Task statement:
Nothing but a number should be written: the count of lines below that contain "schedules".

(Records from a collection)
☆ ☆ ☆ ☆ ☆ ☆ ☆

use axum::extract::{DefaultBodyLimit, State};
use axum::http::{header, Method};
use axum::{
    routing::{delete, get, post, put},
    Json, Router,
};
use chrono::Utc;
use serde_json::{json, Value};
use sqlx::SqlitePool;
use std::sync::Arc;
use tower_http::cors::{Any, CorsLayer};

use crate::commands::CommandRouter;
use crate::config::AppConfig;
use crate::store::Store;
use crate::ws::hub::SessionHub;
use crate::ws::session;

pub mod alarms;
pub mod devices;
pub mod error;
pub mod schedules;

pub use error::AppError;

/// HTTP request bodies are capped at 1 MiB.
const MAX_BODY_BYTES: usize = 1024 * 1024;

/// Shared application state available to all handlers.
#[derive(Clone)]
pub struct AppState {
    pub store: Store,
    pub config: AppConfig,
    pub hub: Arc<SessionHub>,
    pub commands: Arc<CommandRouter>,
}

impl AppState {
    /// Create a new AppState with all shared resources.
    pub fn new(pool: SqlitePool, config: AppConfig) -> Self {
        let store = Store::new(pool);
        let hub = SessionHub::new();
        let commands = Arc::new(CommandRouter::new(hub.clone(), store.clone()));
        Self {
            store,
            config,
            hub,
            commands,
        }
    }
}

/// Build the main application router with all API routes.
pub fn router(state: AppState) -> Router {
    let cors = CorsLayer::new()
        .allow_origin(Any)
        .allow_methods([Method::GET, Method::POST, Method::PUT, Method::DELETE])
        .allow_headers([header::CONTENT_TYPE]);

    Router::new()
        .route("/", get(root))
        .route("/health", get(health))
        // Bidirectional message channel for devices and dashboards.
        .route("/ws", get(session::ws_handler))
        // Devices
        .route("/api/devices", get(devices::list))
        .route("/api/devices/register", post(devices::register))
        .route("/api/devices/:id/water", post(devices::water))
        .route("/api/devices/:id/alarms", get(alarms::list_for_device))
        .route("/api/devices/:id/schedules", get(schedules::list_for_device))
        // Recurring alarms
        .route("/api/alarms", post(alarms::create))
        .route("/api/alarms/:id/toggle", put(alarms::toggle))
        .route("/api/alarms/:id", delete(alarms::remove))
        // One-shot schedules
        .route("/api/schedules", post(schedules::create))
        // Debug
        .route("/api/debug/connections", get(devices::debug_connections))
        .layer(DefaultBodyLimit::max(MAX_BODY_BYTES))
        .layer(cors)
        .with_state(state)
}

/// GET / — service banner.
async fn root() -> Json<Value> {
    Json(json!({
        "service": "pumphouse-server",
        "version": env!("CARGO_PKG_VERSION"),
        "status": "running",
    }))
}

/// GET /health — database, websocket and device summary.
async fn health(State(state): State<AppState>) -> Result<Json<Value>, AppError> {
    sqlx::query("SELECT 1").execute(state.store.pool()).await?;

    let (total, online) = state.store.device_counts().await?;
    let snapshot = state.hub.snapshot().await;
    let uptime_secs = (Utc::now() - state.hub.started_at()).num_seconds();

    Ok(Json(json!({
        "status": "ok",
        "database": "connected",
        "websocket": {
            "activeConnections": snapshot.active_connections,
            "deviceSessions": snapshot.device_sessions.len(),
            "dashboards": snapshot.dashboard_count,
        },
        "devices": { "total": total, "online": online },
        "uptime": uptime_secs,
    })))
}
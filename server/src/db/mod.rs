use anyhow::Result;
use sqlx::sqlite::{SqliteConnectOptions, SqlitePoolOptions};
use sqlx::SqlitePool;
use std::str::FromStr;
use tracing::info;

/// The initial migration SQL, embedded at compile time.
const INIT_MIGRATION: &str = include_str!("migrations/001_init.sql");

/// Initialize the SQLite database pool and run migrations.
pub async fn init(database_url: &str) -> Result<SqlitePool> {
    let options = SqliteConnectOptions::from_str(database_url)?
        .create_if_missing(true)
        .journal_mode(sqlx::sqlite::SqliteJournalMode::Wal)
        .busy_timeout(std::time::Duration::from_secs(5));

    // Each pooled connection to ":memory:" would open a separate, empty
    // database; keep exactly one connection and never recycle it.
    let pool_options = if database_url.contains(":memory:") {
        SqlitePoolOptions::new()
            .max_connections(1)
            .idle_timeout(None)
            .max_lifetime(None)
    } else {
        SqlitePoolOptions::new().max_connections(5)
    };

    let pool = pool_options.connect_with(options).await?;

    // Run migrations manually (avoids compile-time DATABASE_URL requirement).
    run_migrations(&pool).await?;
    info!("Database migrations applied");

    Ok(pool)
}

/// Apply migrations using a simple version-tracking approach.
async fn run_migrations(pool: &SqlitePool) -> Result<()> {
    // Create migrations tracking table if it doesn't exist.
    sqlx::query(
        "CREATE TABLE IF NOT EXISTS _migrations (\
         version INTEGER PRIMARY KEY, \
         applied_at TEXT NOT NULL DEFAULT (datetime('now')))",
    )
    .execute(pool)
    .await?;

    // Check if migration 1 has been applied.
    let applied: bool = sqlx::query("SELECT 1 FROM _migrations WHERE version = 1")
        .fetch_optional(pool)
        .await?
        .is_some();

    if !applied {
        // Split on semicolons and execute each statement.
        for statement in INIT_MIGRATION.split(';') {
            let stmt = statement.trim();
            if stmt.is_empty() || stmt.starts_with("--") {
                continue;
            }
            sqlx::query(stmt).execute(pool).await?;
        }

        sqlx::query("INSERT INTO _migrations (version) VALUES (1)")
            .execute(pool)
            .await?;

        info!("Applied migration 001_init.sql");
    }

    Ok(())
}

☆ ☆ ☆ ☆ ☆ ☆ ☆

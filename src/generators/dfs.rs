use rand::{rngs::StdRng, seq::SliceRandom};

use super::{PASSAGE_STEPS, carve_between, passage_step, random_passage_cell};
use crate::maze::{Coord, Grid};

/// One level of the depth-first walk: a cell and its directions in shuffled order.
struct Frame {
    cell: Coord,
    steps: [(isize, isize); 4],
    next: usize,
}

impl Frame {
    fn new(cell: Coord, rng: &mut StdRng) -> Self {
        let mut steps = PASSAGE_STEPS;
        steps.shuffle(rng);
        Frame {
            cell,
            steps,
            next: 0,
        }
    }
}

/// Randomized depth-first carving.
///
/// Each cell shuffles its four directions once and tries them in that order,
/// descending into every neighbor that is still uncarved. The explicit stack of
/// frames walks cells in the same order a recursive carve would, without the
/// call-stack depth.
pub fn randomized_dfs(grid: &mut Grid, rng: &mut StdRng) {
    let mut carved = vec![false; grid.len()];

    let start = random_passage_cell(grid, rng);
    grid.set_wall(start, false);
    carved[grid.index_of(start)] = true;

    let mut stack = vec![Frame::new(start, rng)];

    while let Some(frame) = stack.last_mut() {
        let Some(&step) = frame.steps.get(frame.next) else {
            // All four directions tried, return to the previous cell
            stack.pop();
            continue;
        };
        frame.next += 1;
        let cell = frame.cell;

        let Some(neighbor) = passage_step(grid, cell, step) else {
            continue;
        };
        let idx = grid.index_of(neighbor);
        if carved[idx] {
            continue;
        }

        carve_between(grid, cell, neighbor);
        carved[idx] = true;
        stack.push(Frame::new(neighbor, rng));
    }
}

☆ ☆ ☆ ☆ ☆ ☆ ☆

Solution:
4